Roberts was finally called to meet his alleged maker this week, more than two decades after that melodramatic appeal. He was 91 and died after complications from a fall in his home in California, where he lived in retirement. In the interim, the faith-healing evangelist saw his once enormous religious empire crumble and his son Richard resign as head of ORU in 2007 after allegations of financial malfeasance a scandal that reportedly left the school with more than $50 million in debt. (Another son, Ronald, committed suicide amid drug rehabilitation in 1982.)
Roberts' university and medical school and the even more ambitious City of Faith medical center he envisioned were institutions that could have transformed him into more than another theatrical evangelist, a descendant of the traveling preachers who made questionable careers saving souls and healing ills while spouting spiritual quackery for people desperate for comfort and accessible transcendence. In 1987, TIME reported that the medical center, which cost $250 million to build, was draining Roberts of $30 million to $40 million a year. In his 1995 autobiography, Expect a Miracle: My Life and Ministry, Roberts revealed that he had undertaken his unorthodox $8 million "Call Me Home" fund drive because God had told him to keep the center afloat or be prepared to perish. There is some irony in the fact that this last-ditch bid for mainstream credibility provided the very ammunition used by his critics to relegate him permanently to the Christian fringe. Despite the cash infusion, City of Faith closed in 1989.
Roberts, however, continued to make non-medical claims. Before an audience of 6,000 at ORU in 1987, the evangelist said, "I've had to stop a sermon, go back and raise a dead person," adding good-naturedly, "It did improve my altar call that night." Roberts provided no details. Later his son Richard expanded the revivification claim, asserting that in 50 or 60 cases, Oral and other ministers had raised the dead. It was, perhaps, not that great a leap from one of the original miracles that helped make Roberts' name in the 1950s: he claimed to have prayed with a crippled 10-year-old boy in Roanoke, Va., and, as the story goes, the boy's withered leg 21 inches short grew back to normal overnight.
Born in Oklahoma, Roberts had a disarmingly folksy style. He wrote about his grim days as a preacher's son ("I felt quite sure that Jesus lived with us because Mamma and Papa talked to him so much") and a life that had all the hagiographic basics in it, including his mother's vow to give her child to God in return for the healing of a neighbor's child, and his bloody bout with tuberculosis and miraculous cure. "Son, I am going to heal you," God reportedly told him, "and you are going to take the message of my healing power to your generation."

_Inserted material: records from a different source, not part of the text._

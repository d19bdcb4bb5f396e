//! Multi-area indicator computation.
//!
//! The combined canonical table is split into (group, area) partitions, each
//! partition is sorted by date and computed independently (in parallel), and
//! the per-partition columns are joined back onto their rows. Because nothing
//! is shared between partitions, the order in which areas appear in the input
//! cannot change any area's values.

use std::collections::BTreeMap;
use std::fmt;

use chrono::NaiveDate;
use rayon::prelude::*;
use tracing::{debug, info, warn};

use crate::config::WindowConfig;
use crate::domain::{CaseRecord, Group, IndicatorRow};
use crate::error::PipelineError;
use crate::indicators::epg::{PartitionIndicators, compute_partition};

/// A problem confined to one (group, area) partition.
#[derive(Debug, Clone, PartialEq, Eq)]
pub enum IssueKind {
    /// No usable population: `ia_14` and `epg` are 0 for the whole partition.
    MissingPopulation,
    /// The same date appears twice; the partition is skipped.
    DuplicateDate(NaiveDate),
    /// Days are missing inside the date range; values are computed on the rows present.
    NonContiguous { missing_days: i64 },
}

#[derive(Debug, Clone, PartialEq, Eq)]
pub struct PartitionIssue {
    pub group: Group,
    pub area: String,
    pub kind: IssueKind,
}

impl fmt::Display for PartitionIssue {
    fn fmt(&self, f: &mut fmt::Formatter<'_>) -> fmt::Result {
        match &self.kind {
            IssueKind::MissingPopulation => {
                write!(f, "{}/{}: missing population (ia_14 and epg set to 0)", self.group, self.area)
            }
            IssueKind::DuplicateDate(date) => {
                write!(f, "{}/{}: duplicate date {date} (area skipped)", self.group, self.area)
            }
            IssueKind::NonContiguous { missing_days } => {
                write!(f, "{}/{}: {missing_days} missing day(s) in range", self.group, self.area)
            }
        }
    }
}

/// Engine output: the canonical rows plus derived columns, sorted by
/// (group, area, date), and any per-partition issues.
#[derive(Debug, Clone, Default, PartialEq)]
pub struct IndicatorTable {
    pub rows: Vec<IndicatorRow>,
    pub issues: Vec<PartitionIssue>,
}

impl IndicatorTable {
    /// The canonical rows without derived columns.
    pub fn canonical(&self) -> Vec<CaseRecord> {
        self.rows.iter().map(|r| r.record.clone()).collect()
    }

    pub fn area_rows<'a>(&'a self, group: &'a Group, area: &'a str) -> impl Iterator<Item = &'a IndicatorRow> + 'a {
        self.rows
            .iter()
            .filter(move |r| &r.record.group == group && r.record.area == area)
    }
}

type PartitionKey = (Group, String);

#[derive(Debug, Clone)]
pub struct IndicatorEngine {
    windows: WindowConfig,
}

impl IndicatorEngine {
    pub fn new(windows: WindowConfig) -> Result<Self, PipelineError> {
        windows.validate()?;
        Ok(Self { windows })
    }

    /// Compute every indicator column for a combined multi-group, multi-area table.
    ///
    /// The input is not mutated and its order does not matter.
    pub fn compute(&self, records: &[CaseRecord]) -> IndicatorTable {
        let partitions: Vec<(PartitionKey, Vec<&CaseRecord>)> = partition(records).into_iter().collect();

        let results: Vec<(Vec<IndicatorRow>, Vec<PartitionIssue>)> = partitions
            .par_iter()
            .map(|(key, rows)| compute_one(key, rows, &self.windows))
            .collect();

        let mut table = IndicatorTable::default();
        for (rows, issues) in results {
            table.rows.extend(rows);
            table.issues.extend(issues);
        }

        for issue in &table.issues {
            warn!(%issue, "partition issue");
        }
        info!(
            partitions = partitions.len(),
            rows = table.rows.len(),
            issues = table.issues.len(),
            "computed indicators"
        );
        table
    }
}

fn partition(records: &[CaseRecord]) -> BTreeMap<PartitionKey, Vec<&CaseRecord>> {
    let mut out: BTreeMap<PartitionKey, Vec<&CaseRecord>> = BTreeMap::new();
    for r in records {
        out.entry((r.group.clone(), r.area.clone())).or_default().push(r);
    }
    out
}

fn compute_one(
    key: &PartitionKey,
    rows: &[&CaseRecord],
    windows: &WindowConfig,
) -> (Vec<IndicatorRow>, Vec<PartitionIssue>) {
    let (group, area) = key;
    let issue = |kind| PartitionIssue {
        group: group.clone(),
        area: area.clone(),
        kind,
    };

    let mut rows = rows.to_vec();
    rows.sort_by_key(|r| r.date);

    if let Some(pair) = rows.windows(2).find(|w| w[0].date == w[1].date) {
        return (Vec::new(), vec![issue(IssueKind::DuplicateDate(pair[0].date))]);
    }

    let mut issues = Vec::new();
    if let (Some(first), Some(last)) = (rows.first(), rows.last()) {
        let span = (last.date - first.date).num_days() + 1;
        let missing_days = span - rows.len() as i64;
        if missing_days > 0 {
            issues.push(issue(IssueKind::NonContiguous { missing_days }));
        }
    }

    // The latest known population applies to the whole partition.
    let population = rows.iter().rev().find_map(|r| r.population).filter(|p| *p > 0);
    if population.is_none() {
        issues.push(issue(IssueKind::MissingPopulation));
    }

    let confirmed: Vec<u64> = rows.iter().map(|r| r.confirmed).collect();
    let columns = compute_partition(&confirmed, population, windows);
    debug!(group = %group, area = %area, rows = rows.len(), "computed partition");

    (join_columns(&rows, &columns), issues)
}

/// Join index-aligned derived columns back onto their canonical rows.
fn join_columns(rows: &[&CaseRecord], columns: &PartitionIndicators) -> Vec<IndicatorRow> {
    rows.iter()
        .enumerate()
        .map(|(i, r)| IndicatorRow {
            record: (*r).clone(),
            confirmed_rolling_mean: columns.rolling_mean[i],
            confirmed_rolling_sum: columns.rolling_sum[i],
            rho: columns.rho[i],
            rho_7: columns.rho_7[i],
            ia_14: columns.ia_14[i],
            epg: columns.epg[i],
        })
        .collect()
}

Despite the plethora of miracles, Roberts was no match for the charismatic, mainstream electricity generated by his contemporary Billy Graham. There was always the reek of snake oil to Roberts' piety, hence his long attempt at seeking respectability: joining the United Methodist Church in the late 1960s and giving up the rootlessness of his evangelism. The Methodists, however, would later condemn his methods. For a while, his hospital and academic empire helped make him a pillar of Tulsa society. But the kind of faith he espoused was made of constant appeals to his audience to prove it to him at $100 or less a pop. His old-time religion crumbled because it was built with small change.